(Stored data entries)
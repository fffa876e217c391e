/*
* Licensed to Elasticsearch B.V. under one or more contributor
* license agreements. See the NOTICE file distributed with
* this work for additional information regarding copyright
* ownership. Elasticsearch B.V. licenses this file to you under
* the Apache License, Version 2.0 (the "License"); you may
* not use this file except in compliance with the License.
* You may obtain a copy of the License at
*
*  http://www.apache.org/licenses/LICENSE-2.0
*
* Unless required by applicable law or agreed to in writing,
* software distributed under the License is distributed on an
* "AS IS" BASIS, WITHOUT WARRANTIES OR CONDITIONS OF ANY
* KIND, either express or implied.  See the License for the
* specific language governing permissions and limitations
* under the License.
*/

//! The errors that can occur when a search tree is built, cached, mapped or queried.
//! Grid description problems float up from `gridcloud` untouched.

use gridcloud::errors::{GridError, ParsingError};
use std::error::Error;
use std::fmt;
use std::io;

/// Helper type for a call that could go wrong.
pub type GeogridResult<T> = Result<T, GeogridError>;

/// Error type for the search and cache layers.
#[derive(Debug)]
pub enum GeogridError {
    /// The grid could not be described, laid out or iterated
    GridError(GridError),
    /// IO error when reading or writing cache entries
    IoError(io::Error),
    /// Asked a question of a tree with no points in it
    EmptyIndex,
    /// A serialised tree failed validation
    FormatError {
        /// What was wrong with it
        message: String,
    },
    /// Parsing error when loading a yaml tree description
    ParsingError(ParsingError),
}

impl GeogridError {
    pub(crate) fn format(message: impl Into<String>) -> GeogridError {
        GeogridError::FormatError {
            message: message.into(),
        }
    }

    /// True for rejected cache blobs
    pub fn is_format_error(&self) -> bool {
        matches!(self, GeogridError::FormatError { .. })
    }

    /// True if the filesystem failed us, directly or while a grid was loading
    pub fn is_io_error(&self) -> bool {
        match self {
            GeogridError::IoError(_) => true,
            GeogridError::GridError(e) => e.is_io_error(),
            _ => false,
        }
    }
}

impl fmt::Display for GeogridError {
    fn fmt(&self, f: &mut fmt::Formatter) -> fmt::Result {
        match self {
            GeogridError::GridError(e) => write!(f, "{}", e),
            GeogridError::IoError(e) => write!(f, "{}", e),
            GeogridError::EmptyIndex => write!(f, "the search tree is empty"),
            GeogridError::FormatError { message } => {
                write!(f, "invalid serialised search tree: {}", message)
            }
            GeogridError::ParsingError(e) => write!(f, "{}", e),
        }
    }
}

impl Error for GeogridError {
    fn source(&self) -> Option<&(dyn Error + 'static)> {
        match self {
            GeogridError::GridError(e) => Some(e),
            GeogridError::IoError(e) => Some(e),
            GeogridError::ParsingError(e) => Some(e),
            GeogridError::EmptyIndex => None,
            GeogridError::FormatError { .. } => None,
        }
    }
}

impl From<GridError> for GeogridError {
    fn from(err: GridError) -> Self {
        GeogridError::GridError(err)
    }
}

impl From<io::Error> for GeogridError {
    fn from(err: io::Error) -> Self {
        GeogridError::IoError(err)
    }
}

impl From<ParsingError> for GeogridError {
    fn from(err: ParsingError) -> Self {
        GeogridError::ParsingError(err)
    }
}

impl From<walkdir::Error> for GeogridError {
    fn from(err: walkdir::Error) -> Self {
        GeogridError::IoError(err.into())
    }
}

impl From<GeogridError> for io::Error {
    fn from(err: GeogridError) -> Self {
        match err {
            GeogridError::IoError(e) => e,
            e => io::Error::new(io::ErrorKind::Other, Box::new(e)),
        }
    }
}
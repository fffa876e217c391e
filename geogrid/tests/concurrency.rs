use geogrid::cache::TREE_FILE;
use geogrid::*;
use std::fs;
use std::sync::atomic::{AtomicBool, Ordering};
use std::sync::Arc;
use std::thread;
use tempdir::TempDir;

fn blob(n: usize) -> CachedArtifact {
    CachedArtifact::Bytes(Arc::new(vec![1u8; n]))
}

#[test]
fn caches_come_and_go_while_totals_run() {
    let registry = CacheRegistry::new();
    let done = Arc::new(AtomicBool::new(false));

    let walkers: Vec<_> = (0..2)
        .map(|i| {
            let registry = Arc::clone(&registry);
            let done = Arc::clone(&done);
            thread::spawn(move || {
                while !done.load(Ordering::Relaxed) {
                    if i == 0 {
                        registry.total_footprint();
                        registry.report();
                    } else {
                        registry.total_purge().unwrap();
                    }
                }
            })
        })
        .collect();

    let makers: Vec<_> = (0..4)
        .map(|t| {
            let registry = Arc::clone(&registry);
            thread::spawn(move || {
                let mut kept = Vec::new();
                for i in 0..200 {
                    let cache = MemoryCache::new(&registry, format!("cache-{}-{}", t, i), None);
                    cache.insert(Fingerprint::of_bytes(format!("{}-{}", t, i).as_bytes()), blob(16));
                    if i % 4 == 0 {
                        kept.push(cache);
                    }
                }
                kept
            })
        })
        .collect();

    let kept: Vec<Arc<MemoryCache>> = makers
        .into_iter()
        .flat_map(|h| h.join().unwrap())
        .collect();
    done.store(true, Ordering::Relaxed);
    for h in walkers {
        h.join().unwrap();
    }

    assert_eq!(registry.len(), kept.len());
    let held: usize = kept.iter().map(|c| c.footprint()).sum();
    assert_eq!(registry.total_footprint(), held);
    registry.total_purge().unwrap();
    assert_eq!(registry.total_footprint(), 0);
}

#[test]
fn inserts_race_total_purge() {
    let registry = CacheRegistry::new();
    let cache = MemoryCache::new(&registry, "shared", None);

    let inserter = {
        let cache = Arc::clone(&cache);
        thread::spawn(move || {
            for i in 0..2000u32 {
                cache.insert(Fingerprint::of_bytes(&i.to_le_bytes()), blob(8));
            }
        })
    };
    let purger = {
        let registry = Arc::clone(&registry);
        thread::spawn(move || {
            for _ in 0..200 {
                registry.total_purge().unwrap();
            }
        })
    };
    inserter.join().unwrap();
    purger.join().unwrap();

    assert_eq!(cache.footprint(), 8 * cache.len());
    assert_eq!(registry.total_footprint(), cache.footprint());
    registry.total_purge().unwrap();
    assert!(cache.is_empty());
    assert_eq!(cache.footprint(), 0);
}

#[test]
fn concurrent_stores_of_one_key() {
    let dir = TempDir::new("stores").unwrap();
    let registry = CacheRegistry::new();
    let first = DiskCache::new(&registry, "first", dir.path()).unwrap();
    let second = DiskCache::new(&registry, "second", dir.path()).unwrap();
    let key = Fingerprint::of_bytes(b"shared tree");
    let tree = Arc::new(SphericalTree::from_points(
        (0..500).map(|i| ([i as f64, (i % 7) as f64, 1.0], i)),
    ));

    let handles: Vec<_> = vec![first, second]
        .into_iter()
        .map(|disk| {
            let key = key.clone();
            let tree = Arc::clone(&tree);
            thread::spawn(move || {
                for _ in 0..100 {
                    disk.store_tree(&key, tree.as_ref()).unwrap();
                }
                disk
            })
        })
        .collect();
    let disks: Vec<Arc<DiskCache>> = handles.into_iter().map(|h| h.join().unwrap()).collect();

    let loaded: SphericalTree = disks[0].load_tree(&key).unwrap().unwrap();
    assert_eq!(loaded.len(), 500);
    assert_eq!(
        loaded.nearest_neighbour([42.2, 0.0, 1.0]).unwrap(),
        tree.nearest_neighbour([42.2, 0.0, 1.0]).unwrap()
    );
    let leftovers: Vec<_> = fs::read_dir(disks[1].entry_dir(&key))
        .unwrap()
        .map(|e| e.unwrap().file_name())
        .collect();
    assert_eq!(leftovers, vec![std::ffi::OsString::from(TREE_FILE)]);
}
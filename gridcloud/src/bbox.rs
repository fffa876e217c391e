/*
* Licensed to Elasticsearch B.V. under one or more contributor
* license agreements. See the NOTICE file distributed with
* this work for additional information regarding copyright
* ownership. Elasticsearch B.V. licenses this file to you under
* the Apache License, Version 2.0 (the "License"); you may
* not use this file except in compliance with the License.
* You may obtain a copy of the License at
*
*  http://www.apache.org/licenses/LICENSE-2.0
*
* Unless required by applicable law or agreed to in writing,
* software distributed under the License is distributed on an
* "AS IS" BASIS, WITHOUT WARRANTIES OR CONDITIONS OF ANY
* KIND, either express or implied.  See the License for the
* specific language governing permissions and limitations
* under the License.
*/

//! Latitude/longitude boxes. The east edge is kept in `[west, west + 360]`, so a box is
//! always the arc going east from `west`.

use crate::errors::*;
use crate::points::{LatLon, POINT_EPSILON};
use serde::{Deserialize, Serialize};

/// An area bounded by two parallels and two meridians.
#[derive(Copy, Clone, Debug, PartialEq, Serialize, Deserialize)]
pub struct BoundingBox {
    north: f64,
    west: f64,
    south: f64,
    east: f64,
}

impl Default for BoundingBox {
    fn default() -> BoundingBox {
        BoundingBox::global()
    }
}

impl BoundingBox {
    /// Checks the edges and moves `east` into `[west, west + 360]`.
    pub fn new(north: f64, west: f64, south: f64, east: f64) -> GridResult<BoundingBox> {
        let malformed = |m: String| GridError::ConfigError(ConfigError::MalformedBoundingBox(m));
        if !(north.is_finite() && west.is_finite() && south.is_finite() && east.is_finite()) {
            return Err(malformed(format!(
                "non-finite edge in [{}, {}, {}, {}]",
                north, west, south, east
            )));
        }
        if south < -90.0 || north > 90.0 {
            return Err(malformed(format!(
                "latitudes {} and {} outside [-90, 90]",
                south, north
            )));
        }
        if south > north {
            return Err(malformed(format!(
                "south {} is north of north {}",
                south, north
            )));
        }
        let width = east - west;
        let width = if width >= 360.0 {
            360.0
        } else if width >= 0.0 {
            width
        } else {
            width.rem_euclid(360.0)
        };
        Ok(BoundingBox {
            north,
            west,
            south,
            east: west + width,
        })
    }

    /// The whole sphere, `[90, 0, -90, 360]`.
    pub fn global() -> BoundingBox {
        BoundingBox {
            north: 90.0,
            west: 0.0,
            south: -90.0,
            east: 360.0,
        }
    }

    ///
    pub fn north(&self) -> f64 {
        self.north
    }

    ///
    pub fn west(&self) -> f64 {
        self.west
    }

    ///
    pub fn south(&self) -> f64 {
        self.south
    }

    ///
    pub fn east(&self) -> f64 {
        self.east
    }

    /// Degrees of longitude covered
    pub fn width(&self) -> f64 {
        self.east - self.west
    }

    /// Degrees of latitude covered
    pub fn height(&self) -> f64 {
        self.north - self.south
    }

    /// True if the box wraps all the way around.
    pub fn is_periodic_west_east(&self) -> bool {
        self.width() >= 360.0 - POINT_EPSILON
    }

    /// True if both poles are inside.
    pub fn is_global(&self) -> bool {
        self.is_periodic_west_east()
            && self.north >= 90.0 - POINT_EPSILON
            && self.south <= -90.0 + POINT_EPSILON
    }

    /// Membership test, longitudes taken modulo 360.
    pub fn contains(&self, p: &LatLon) -> bool {
        if p.lat > self.north + POINT_EPSILON || p.lat < self.south - POINT_EPSILON {
            return false;
        }
        self.contains_lon(p.lon)
    }

    /// Longitude half of [`BoundingBox::contains`].
    pub fn contains_lon(&self, lon: f64) -> bool {
        if self.is_periodic_west_east() {
            return true;
        }
        let offset = (lon - self.west).rem_euclid(360.0);
        offset <= self.width() + POINT_EPSILON || 360.0 - offset <= POINT_EPSILON
    }

    /// `lon` moved into `[west, west + 360)`, values just west of the seam count as on it.
    pub fn wrap_lon(&self, lon: f64) -> f64 {
        let offset = (lon - self.west).rem_euclid(360.0);
        if 360.0 - offset <= POINT_EPSILON {
            self.west
        } else {
            self.west + offset
        }
    }

    /// The overlap of two boxes, `None` if they are disjoint. When the longitude overlap
    /// falls into two pieces the western one, seen from `self.west`, is kept.
    pub fn intersection(&self, other: &BoundingBox) -> Option<BoundingBox> {
        let north = self.north.min(other.north);
        let south = self.south.max(other.south);
        if south > north {
            return None;
        }
        let (west, east) = if other.is_periodic_west_east() {
            (self.west, self.east)
        } else if self.is_periodic_west_east() {
            (other.west, other.east)
        } else {
            let ow = self.west + (other.west - self.west).rem_euclid(360.0);
            let candidates = [
                (self.west.max(ow - 360.0), self.east.min(ow - 360.0 + other.width())),
                (self.west.max(ow), self.east.min(ow + other.width())),
            ];
            *candidates
                .iter()
                .find(|(w, e)| *w <= *e + POINT_EPSILON)?
        };
        Some(BoundingBox {
            north,
            west,
            south,
            east: east.max(west),
        })
    }
}

#[cfg(test)]
mod tests {
    use super::*;

    #[test]
    fn rejects_malformed() {
        assert!(BoundingBox::new(10.0, 0.0, 20.0, 10.0)
            .unwrap_err()
            .is_config_error());
        assert!(BoundingBox::new(91.0, 0.0, 0.0, 10.0).is_err());
        assert!(BoundingBox::new(10.0, f64::NAN, 0.0, 10.0).is_err());
    }

    #[test]
    fn east_is_normalised() {
        let b = BoundingBox::new(10.0, 350.0, -10.0, 10.0).unwrap();
        assert_approx_eq!(b.east(), 370.0);
        assert_approx_eq!(b.width(), 20.0);
        let b = BoundingBox::new(10.0, -180.0, -10.0, 540.0).unwrap();
        assert!(b.is_periodic_west_east());
    }

    #[test]
    fn contains_across_the_seam() {
        let b = BoundingBox::new(10.0, 350.0, -10.0, 10.0).unwrap();
        assert!(b.contains(&LatLon::new(0.0, 5.0)));
        assert!(b.contains(&LatLon::new(0.0, -5.0)));
        assert!(b.contains(&LatLon::new(0.0, 355.0)));
        assert!(!b.contains(&LatLon::new(0.0, 20.0)));
        assert!(!b.contains(&LatLon::new(11.0, 0.0)));
        assert!(BoundingBox::global().contains(&LatLon::new(-90.0, 77.0)));
    }

    #[test]
    fn intersections() {
        let a = BoundingBox::new(50.0, 0.0, 0.0, 90.0).unwrap();
        let b = BoundingBox::new(60.0, 45.0, 20.0, 180.0).unwrap();
        let c = a.intersection(&b).unwrap();
        assert_approx_eq!(c.north(), 50.0);
        assert_approx_eq!(c.south(), 20.0);
        assert_approx_eq!(c.west(), 45.0);
        assert_approx_eq!(c.east(), 90.0);

        let seam = BoundingBox::new(10.0, -20.0, -10.0, 20.0).unwrap();
        let c = a.intersection(&seam).unwrap();
        assert_approx_eq!(c.west(), 0.0);
        assert_approx_eq!(c.east(), 20.0);

        let far = BoundingBox::new(10.0, 180.0, -10.0, 200.0).unwrap();
        assert!(a.intersection(&far).is_none());
        let south = BoundingBox::new(-10.0, 0.0, -20.0, 90.0).unwrap();
        assert!(a.intersection(&south).is_none());
        assert_eq!(a.intersection(&BoundingBox::global()), Some(a));
    }
}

● PROBLEM:
State in a single number how many lines in the data include the word "Degrees".

● ANSWER FOR THIS EXERCISE:
2